## WORK ITEM
Report all lines in the records that hold the string "proxy".

--- PROVIDED DATA ---

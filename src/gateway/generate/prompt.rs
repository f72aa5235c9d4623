use super::types::Task;
use crate::groq::types::{ChatMessage, ChatRequest, ResponseFormat};
use serde_json::Value;

const DEFAULT_SYSTEM_PROMPT: &str = "You are a helpful assistant for a novelist.";

const TRANSLATE_SYSTEM_PROMPT: &str = "You are a professional translator. Translate the user's text to the target language, maintaining the original tone and genre. Only output the translated text.";

const ANEXO_SYSTEM_PROMPT: &str = "You are a creative writer. Describe a character or location for a novel based on the user's request. Provide a description for 'appearance' and 'motivation' in a JSON object format like {\"appearance\": \"...\", \"motivation\": \"...\"}.";

const SUGGEST_TITLE_SYSTEM_PROMPT: &str = "You are an expert book editor. Suggest one single, creative, and fitting chapter title based on the context provided. Only output the title itself, without any quotation marks or extra text.";

#[derive(Debug, Clone, PartialEq, Eq)]
pub struct Prompt {
    pub system: String,
    pub user: String,
}

impl Prompt {
    pub fn into_request(self, model: &str, task: &Task) -> ChatRequest {
        ChatRequest {
            model: model.to_string(),
            messages: vec![ChatMessage::system(self.system), ChatMessage::user(self.user)],
            response_format: task
                .wants_json_object()
                .then(ResponseFormat::json_object),
        }
    }
}

pub fn build(task: &Task, payload: &Value) -> Prompt {
    match task {
        Task::TranslateChapter | Task::TranslateTitle => {
            let text_key = if *task == Task::TranslateTitle {
                "title"
            } else {
                "content"
            };
            Prompt {
                system: TRANSLATE_SYSTEM_PROMPT.to_string(),
                user: format!(
                    "Translate the following text to {}.\nGenre: {}.\nText: \"{}\"",
                    field(payload, "targetLanguage"),
                    field(payload, "genre"),
                    field(payload, text_key),
                ),
            }
        }
        Task::GenerateAnexo => Prompt {
            system: ANEXO_SYSTEM_PROMPT.to_string(),
            user: format!(
                "Novel Genre: {}.\nName: \"{}\".\nType: {}.",
                field(payload, "novelGenre"),
                field(payload, "name"),
                field(payload, "type"),
            ),
        },
        Task::SuggestTitle => Prompt {
            system: SUGGEST_TITLE_SYSTEM_PROMPT.to_string(),
            user: format!(
                "Novel Title: \"{}\".\nNovel Genre: {}.\nPrevious Chapter Content: \"{}\"",
                field(payload, "novelTitle"),
                field(payload, "novelGenre"),
                field(payload, "previousChapterContent"),
            ),
        },
        Task::Other(name) => Prompt {
            system: DEFAULT_SYSTEM_PROMPT.to_string(),
            user: format!(
                "Task: {name}\nInput (JSON): {}",
                serde_json::to_string(payload).unwrap_or_default()
            ),
        },
    }
}

/// 取 payload 中的字段：字符串原样使用，其他标量转为文本，缺失/null 为空串。
fn field(payload: &Value, key: &str) -> String {
    match payload.get(key) {
        None | Some(Value::Null) => String::new(),
        Some(Value::String(s)) => s.clone(),
        Some(other) => other.to_string(),
    }
}
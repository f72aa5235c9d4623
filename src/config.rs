use figment::Figment;
use figment::providers::Env;
use serde::de::DeserializeOwned;
use std::path::{Path, PathBuf};

const DEFAULT_HOST: &str = "0.0.0.0";
const DEFAULT_PORT: u16 = 10000;
const DEFAULT_TIMEOUT_MS: u64 = 60_000;

pub const DEFAULT_GROQ_API_URL: &str = "https://api.groq.com/openai/v1/chat/completions";
pub const DEFAULT_MODEL_ID: &str = "llama3-8b-8192";
pub const DEFAULT_IMAGE_ENDPOINT: &str = "https://image.pollinations.ai/prompt/";

#[derive(Debug, Clone)]
pub struct Config {
    pub host: String,
    pub port: u16,

    /// 原始的逗号分隔 key 列表，由 KeyPool::from_raw 解析。
    pub api_keys: String,
    pub api_url: String,
    pub model_id: String,
    pub timeout_ms: u64,
    pub proxy: String,

    pub image_endpoint: String,

    pub debug: String,
    /// LOG_FORMAT=json 时输出结构化 JSON 日志。
    pub log_json: bool,

    /// 加载阶段发现的问题；tracing 尚未初始化，由 main 在初始化后输出。
    pub warnings: Vec<String>,
}

/// 环境变量的原始值；每个字段单独提取，单个字段格式错误不影响其余字段。
#[derive(Debug, Default)]
struct RawEnv {
    host: Option<String>,
    port: Option<u16>,

    groq_api_key: Option<String>,
    groq_api_keys: Option<String>,
    groq_api_url: Option<String>,
    model_id: Option<String>,
    timeout: Option<u64>,
    proxy: Option<String>,

    image_endpoint: Option<String>,

    debug: Option<String>,
    log_format: Option<String>,
}

impl RawEnv {
    /// Env::raw() 的 key 已转为小写。
    fn extract(figment: &Figment, warnings: &mut Vec<String>) -> Self {
        Self {
            host: lenient(figment, "host", warnings),
            port: lenient(figment, "port", warnings),
            groq_api_key: lenient(figment, "groq_api_key", warnings),
            groq_api_keys: lenient(figment, "groq_api_keys", warnings),
            groq_api_url: lenient(figment, "groq_api_url", warnings),
            model_id: lenient(figment, "model_id", warnings),
            timeout: lenient(figment, "timeout", warnings),
            proxy: lenient(figment, "proxy", warnings),
            image_endpoint: lenient(figment, "image_endpoint", warnings),
            debug: lenient(figment, "debug", warnings),
            log_format: lenient(figment, "log_format", warnings),
        }
    }
}

/// 缺失返回 None；格式错误记录一条告警后同样返回 None（使用默认值）。
fn lenient<T: DeserializeOwned>(
    figment: &Figment,
    key: &str,
    warnings: &mut Vec<String>,
) -> Option<T> {
    match figment.extract_inner::<T>(key) {
        Ok(v) => Some(v),
        Err(e) if e.missing() => None,
        Err(e) => {
            warnings.push(format!("环境变量 {} 无法解析，已忽略: {e}", key.to_uppercase()));
            None
        }
    }
}

impl Default for Config {
    fn default() -> Self {
        Self {
            host: DEFAULT_HOST.to_string(),
            port: DEFAULT_PORT,
            api_keys: String::new(),
            api_url: DEFAULT_GROQ_API_URL.to_string(),
            model_id: DEFAULT_MODEL_ID.to_string(),
            timeout_ms: DEFAULT_TIMEOUT_MS,
            proxy: String::new(),
            image_endpoint: DEFAULT_IMAGE_ENDPOINT.to_string(),
            debug: "off".to_string(),
            log_json: false,
            warnings: Vec::new(),
        }
    }
}

impl Config {
    pub fn load() -> Self {
        load_dotenv();

        let mut warnings = Vec::new();
        let raw = RawEnv::extract(&Figment::from(Env::raw()), &mut warnings);

        let mut cfg = Self::from_raw(raw);
        cfg.warnings = warnings;

        // 命令行覆盖：-debug <level>
        let mut args = std::env::args().skip(1);
        while let Some(arg) = args.next() {
            if arg == "-debug"
                && let Some(v) = args.next()
            {
                cfg.debug = v;
            }
        }

        cfg
    }

    fn from_raw(raw: RawEnv) -> Self {
        let defaults = Self::default();

        // GROQ_API_KEY 优先；GROQ_API_KEYS 仅作为别名兜底。
        let api_keys = raw
            .groq_api_key
            .filter(|v| !v.trim().is_empty())
            .or(raw.groq_api_keys)
            .unwrap_or_default();

        Self {
            host: non_empty_or(raw.host, defaults.host),
            port: raw.port.unwrap_or(defaults.port),
            api_keys,
            api_url: non_empty_or(raw.groq_api_url, defaults.api_url),
            model_id: non_empty_or(raw.model_id, defaults.model_id),
            timeout_ms: raw.timeout.unwrap_or(defaults.timeout_ms),
            proxy: raw.proxy.unwrap_or_default(),
            image_endpoint: non_empty_or(raw.image_endpoint, defaults.image_endpoint),
            debug: raw.debug.unwrap_or(defaults.debug),
            log_json: raw
                .log_format
                .is_some_and(|f| f.trim().eq_ignore_ascii_case("json")),
            warnings: Vec::new(),
        }
    }

    pub fn log_level(&self) -> crate::logging::LogLevel {
        crate::logging::LogLevel::parse(&self.debug)
    }
}

fn non_empty_or(value: Option<String>, default: String) -> String {
    match value {
        Some(v) if !v.trim().is_empty() => v.trim().to_string(),
        _ => default,
    }
}

fn load_dotenv() {
    let Some(dotenv_path) = find_dotenv_path() else {
        return;
    };

    let Ok(file) = std::fs::File::open(&dotenv_path) else {
        return;
    };

    let reader = std::io::BufReader::new(file);
    for line in std::io::BufRead::lines(reader).map_while(Result::ok) {
        let Some((key, value)) = parse_dotenv_line(&line) else {
            continue;
        };
        // 已由真实环境变量提供的值优先，不被 .env 覆盖。
        if std::env::var_os(&key).is_some() {
            continue;
        }
        // Rust 2024：set_var 为 unsafe。此处在启动阶段、尚未启动任何线程时调用。
        unsafe {
            std::env::set_var(key, value);
        }
    }
}

fn find_dotenv_path() -> Option<PathBuf> {
    let cwd = std::env::current_dir().ok()?;
    let mut dir: &Path = cwd.as_path();

    loop {
        let candidate = dir.join(".env");
        if candidate.is_file() {
            return Some(candidate);
        }

        // 不跨越仓库根目录：发现 Cargo.toml 或 .git 即停止向上寻找。
        if dir.join("Cargo.toml").is_file() || dir.join(".git").is_dir() {
            return None;
        }

        let parent = dir.parent()?;
        if parent == dir {
            break;
        }
        dir = parent;
    }

    None
}

/// 只支持 `KEY=value` 与整行 `#` 注释；值两侧成对的引号会被去掉。
fn parse_dotenv_line(line: &str) -> Option<(String, String)> {
    let line = line.trim();
    if line.starts_with('#') {
        return None;
    }

    let (key, value) = line.split_once('=')?;
    let key = key.trim();
    if key.is_empty() {
        return None;
    }

    let value = value.trim();
    let value = ['"', '\'']
        .into_iter()
        .find_map(|q| value.strip_prefix(q)?.strip_suffix(q))
        .unwrap_or(value);
    Some((key.to_string(), value.to_string()))
}
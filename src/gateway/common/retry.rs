use crate::groq::client::ApiError;

/// 上游在错误体 `error.code` 中标记“配额/限流耗尽”的取值。
pub const RATE_LIMIT_CODES: [&str; 2] = ["rate_limit_exceeded", "insufficient_quota"];

/// 一次失败调用的分类结果。
#[derive(Debug, Clone, Copy, PartialEq, Eq)]
pub enum FailureKind {
    /// 当前 key 被限流：轮换到下一个 key 后重试。
    QuotaExceeded,
    /// 其他任何失败：立即返回，不轮换、不重试。
    Terminal,
}

impl FailureKind {
    pub fn as_str(self) -> &'static str {
        match self {
            Self::QuotaExceeded => "quota_exceeded",
            Self::Terminal => "terminal",
        }
    }
}

/// 对归一化后的错误（状态码 + 可选错误码）分类。
pub fn classify(status: Option<u16>, code: Option<&str>) -> FailureKind {
    if status == Some(429) {
        return FailureKind::QuotaExceeded;
    }
    match code.map(str::trim) {
        Some(c) if RATE_LIMIT_CODES.iter().any(|m| c.eq_ignore_ascii_case(m)) => {
            FailureKind::QuotaExceeded
        }
        _ => FailureKind::Terminal,
    }
}

pub fn classify_error(err: &ApiError) -> FailureKind {
    classify(err.status(), err.code())
}

#[cfg(test)]
mod tests {
    use super::*;

    #[test]
    fn status_429_is_quota_regardless_of_code() {
        assert_eq!(classify(Some(429), None), FailureKind::QuotaExceeded);
        assert_eq!(
            classify(Some(429), Some("something_else")),
            FailureKind::QuotaExceeded
        );
    }

    #[test]
    fn rate_limit_code_is_quota_on_any_status() {
        assert_eq!(
            classify(Some(400), Some("rate_limit_exceeded")),
            FailureKind::QuotaExceeded
        );
        assert_eq!(
            classify(None, Some(" RATE_LIMIT_EXCEEDED ")),
            FailureKind::QuotaExceeded
        );
        assert_eq!(
            classify(Some(403), Some("insufficient_quota")),
            FailureKind::QuotaExceeded
        );
    }

    #[test]
    fn everything_else_is_terminal() {
        assert_eq!(classify(None, None), FailureKind::Terminal);
        assert_eq!(classify(Some(500), None), FailureKind::Terminal);
        assert_eq!(classify(Some(401), Some("invalid_api_key")), FailureKind::Terminal);
        assert_eq!(classify(Some(503), Some("")), FailureKind::Terminal);
    }

    #[test]
    fn classify_error_uses_status_and_code() {
        let err = ApiError::Http {
            status: 400,
            code: Some("rate_limit_exceeded".to_string()),
            message: "x".to_string(),
        };
        assert_eq!(classify_error(&err), FailureKind::QuotaExceeded);

        let err = ApiError::Http {
            status: 500,
            code: None,
            message: "x".to_string(),
        };
        assert_eq!(classify_error(&err), FailureKind::Terminal);

        let err = ApiError::Json(sonic_rs::from_str::<sonic_rs::Value>("{").unwrap_err());
        assert_eq!(classify_error(&err), FailureKind::Terminal);
    }
}
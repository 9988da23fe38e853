//! Gradient tables stored as CSV, one stop per row:
//!
//! ```text
//! # position,r0,g0,b0,r1,g1,b1
//! 0,0,0,0,100,100,100
//! 0.5,100,100,100,200,200,200
//! ```

use crate::colors::Rgb;
use crate::error::{ColormapError, Result};
use crate::gradient::{ColorStop, GradientTable};
use csv::StringRecord;
use flate2::read::GzDecoder;
use log::*;
use std::io::prelude::*;
use std::path::Path;
use std::{ffi::OsStr, fs::File};

const FIELDS: usize = 7;

pub fn open_file<P: AsRef<Path>>(path: P) -> Result<Box<dyn Read>> {
    let path = path.as_ref();
    let file = File::open(path)?;
    match path.extension() {
        Some(ext) if ext == OsStr::new("gz") => Ok(Box::new(GzDecoder::new(file))),
        _ => Ok(Box::new(file)),
    }
}

fn read_file<T: Read>(file: T) -> csv::Reader<T> {
    csv::ReaderBuilder::new()
        .has_headers(false)
        .comment(Some(b'#'))
        .flexible(true)
        .trim(csv::Trim::All)
        .from_reader(file)
}

pub fn read_table<R: Read>(reader: R) -> Result<GradientTable> {
    let table = read_file(reader)
        .into_records()
        .map(|record| parse_stop(&record?))
        .collect::<Result<GradientTable>>()?;
    debug!("Read gradient table with {} stops", table.len());
    Ok(table)
}

pub fn load_table<P: AsRef<Path>>(path: P) -> Result<GradientTable> {
    let path = path.as_ref();
    info!("Loading colormap: {}", path.display());
    read_table(open_file(path)?)
}

fn parse_stop(record: &StringRecord) -> Result<ColorStop> {
    let line = record.position().map_or(0, |p| p.line());
    let error = |message: String| ColormapError::TableParse { line, message };
    if record.len() != FIELDS {
        return Err(error(format!(
            "expected {} fields, found {}",
            FIELDS,
            record.len()
        )));
    }
    let values = record
        .iter()
        .map(|s| {
            s.parse::<f64>()
                .map_err(|e| error(format!("'{}' should be a number: {}", s, e)))
        })
        .collect::<Result<Vec<f64>>>()?;
    Ok(ColorStop::new(
        values[0],
        Rgb::new(values[1], values[2], values[3]),
        Rgb::new(values[4], values[5], values[6]),
    ))
}
use criterion::{black_box, criterion_group, criterion_main, Criterion};
use gradient_colormap::{to_unit, Preset};

fn evaluate(c: &mut Criterion) {
    let short = Preset::Greyscale.gradient().unwrap();
    let long = Preset::BluToRedJet.gradient().unwrap();
    c.bench_function("evaluate greyscale", |b| {
        b.iter(|| {
            for v in 0..=255u8 {
                black_box(short.evaluate(to_unit(black_box(v))).unwrap());
            }
        })
    });
    c.bench_function("evaluate blutoredjet", |b| {
        b.iter(|| {
            for v in 0..=255u8 {
                black_box(long.evaluate(to_unit(black_box(v))).unwrap());
            }
        })
    });
}

fn resolve(c: &mut Criterion) {
    c.bench_function("builtin registry", |b| {
        b.iter(|| gradient_colormap::PaletteRegistry::builtin().unwrap())
    });
}

criterion_group!(benches, evaluate, resolve);
criterion_main!(benches);
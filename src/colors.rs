use std::fmt;

/// A color triple with unclamped real channels, in r, g, b order.
#[derive(Debug, Clone, Copy, PartialEq, Default)]
pub struct Rgb {
    pub r: f64,
    pub g: f64,
    pub b: f64,
}

impl Rgb {
    pub const BLACK: Rgb = Rgb::new(0.0, 0.0, 0.0);

    pub const fn new(r: f64, g: f64, b: f64) -> Self {
        Self { r, g, b }
    }

    pub fn channels(&self) -> [f64; 3] {
        [self.r, self.g, self.b]
    }

    pub fn is_finite(&self) -> bool {
        self.channels().iter().all(|c| c.is_finite())
    }

    /// Rounds every channel to the nearest integer and clamps it into `0..=255`,
    /// ready to be written into an 8-bit image buffer. NaN becomes 0.
    pub fn to_bytes(&self) -> [u8; 3] {
        [
            channel_to_byte(self.r),
            channel_to_byte(self.g),
            channel_to_byte(self.b),
        ]
    }
}

fn channel_to_byte(value: f64) -> u8 {
    if value.is_nan() {
        0
    } else {
        value.round().max(0.0).min(255.0) as u8
    }
}

impl From<[f64; 3]> for Rgb {
    fn from([r, g, b]: [f64; 3]) -> Self {
        Self { r, g, b }
    }
}

impl From<[u8; 3]> for Rgb {
    fn from([r, g, b]: [u8; 3]) -> Self {
        Self::new(r.into(), g.into(), b.into())
    }
}

impl fmt::Display for Rgb {
    fn fmt(&self, f: &mut fmt::Formatter<'_>) -> fmt::Result {
        write!(f, "({}, {}, {})", self.r, self.g, self.b)
    }
}

#[cfg(test)]
mod tests {
    use super::*;
    use pretty_assertions::assert_eq;
    use proptest::prelude::*;

    #[test]
    fn bytes_round_to_nearest() {
        assert_eq!(Rgb::new(127.5, 127.49, 0.5).to_bytes(), [128, 127, 1]);
    }

    #[test]
    fn bytes_clamp_out_of_range() {
        assert_eq!(Rgb::new(-20.0, 300.0, 255.4).to_bytes(), [0, 255, 255]);
        assert_eq!(
            Rgb::new(f64::NAN, f64::INFINITY, f64::NEG_INFINITY).to_bytes(),
            [0, 255, 0]
        );
    }

    #[test]
    fn from_bytes() {
        assert_eq!(Rgb::from([6u8, 23, 86]), Rgb::new(6.0, 23.0, 86.0));
    }

    proptest! {
        #[test]
        fn whole_bytes_survive_conversion(r in any::<u8>(), g in any::<u8>(), b in any::<u8>()) {
            prop_assert_eq!(Rgb::from([r, g, b]).to_bytes(), [r, g, b]);
        }
    }
}
use anyhow::{Context, Result};
use clap::{App, Arg};
use gradient_colormap::{
    colorize_byte, table, ColormapOptions, Gradient, PaletteRegistry, Preset,
};
use log::*;
use std::io;

const VERSION: &str = env!("CARGO_PKG_VERSION");
const NAME: &str = env!("CARGO_PKG_NAME");
const AUTHOR: &str = env!("CARGO_PKG_AUTHORS");

fn main() -> Result<()> {
    let matches = App::new(NAME)
        .version(VERSION)
        .author(AUTHOR)
        .about("Map 8-bit samples to RGB through a gradient colormap")
        .arg(
            Arg::with_name("VALUES")
                .help("Byte values to color, 0-255 (all of them when omitted)")
                .multiple(true)
                .index(1),
        )
        .arg(
            Arg::with_name("colormap")
                .short("c")
                .long("colormap")
                .takes_value(true)
                .help("Name of a bundled colormap"),
        )
        .arg(
            Arg::with_name("table")
                .short("t")
                .long("table")
                .takes_value(true)
                .conflicts_with("colormap")
                .help("CSV file with stops as position,r0,g0,b0,r1,g1,b1 (.gz accepted)"),
        )
        .arg(
            Arg::with_name("strict")
                .long("strict")
                .requires("table")
                .help("Reject tables with out of order or non-finite positions"),
        )
        .arg(
            Arg::with_name("list")
                .short("l")
                .long("list")
                .help("List the bundled colormaps and exit"),
        )
        .arg(
            Arg::with_name("verbose")
                .short("v")
                .multiple(true)
                .help("Sets the level of verbosity"),
        )
        .arg(
            Arg::with_name("quiet")
                .short("q")
                .help("Silence all output"),
        )
        .get_matches();

    let verbose = matches.occurrences_of("verbose") as usize;
    let quiet = matches.is_present("quiet");
    stderrlog::new()
        .module(module_path!())
        .quiet(quiet)
        .verbosity(verbose)
        .init()
        .context("Could not initialize logging")?;

    if matches.is_present("list") {
        for preset in Preset::ALL {
            println!("{}", preset);
        }
        return Ok(());
    }

    let registry = PaletteRegistry::builtin()?;
    let gradient = match matches.value_of("table") {
        Some(path) => {
            let table = table::load_table(path)
                .with_context(|| format!("Could not read colormap table '{}'", path))?;
            if matches.is_present("strict") {
                Gradient::strict(table)?
            } else {
                Gradient::new(table)?
            }
        }
        None => ColormapOptions::new(matches.value_of("colormap")).resolve(&registry)?,
    };

    let values = match matches.values_of("VALUES") {
        Some(values) => values
            .map(|s| {
                s.parse::<u8>()
                    .with_context(|| format!("'{}' is not a value between 0 and 255", s))
            })
            .collect::<Result<Vec<u8>>>()?,
        None => (0..=255).collect(),
    };
    info!("Coloring {} values", values.len());

    let mut writer = csv::Writer::from_writer(io::stdout());
    writer.write_record(&["value", "r", "g", "b"])?;
    for value in values {
        let [r, g, b] = colorize_byte(&gradient, value)
            .with_context(|| format!("Could not color value {}", value))?;
        writer.serialize((value, r, g, b))?;
    }
    writer.flush()?;
    Ok(())
}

---

## WORKED SOLUTION
    pub proxy: String,
    proxy: Option<String>,
            proxy: lenient(figment, "proxy", warnings),
            proxy: String::new(),
            proxy: raw.proxy.unwrap_or_default(),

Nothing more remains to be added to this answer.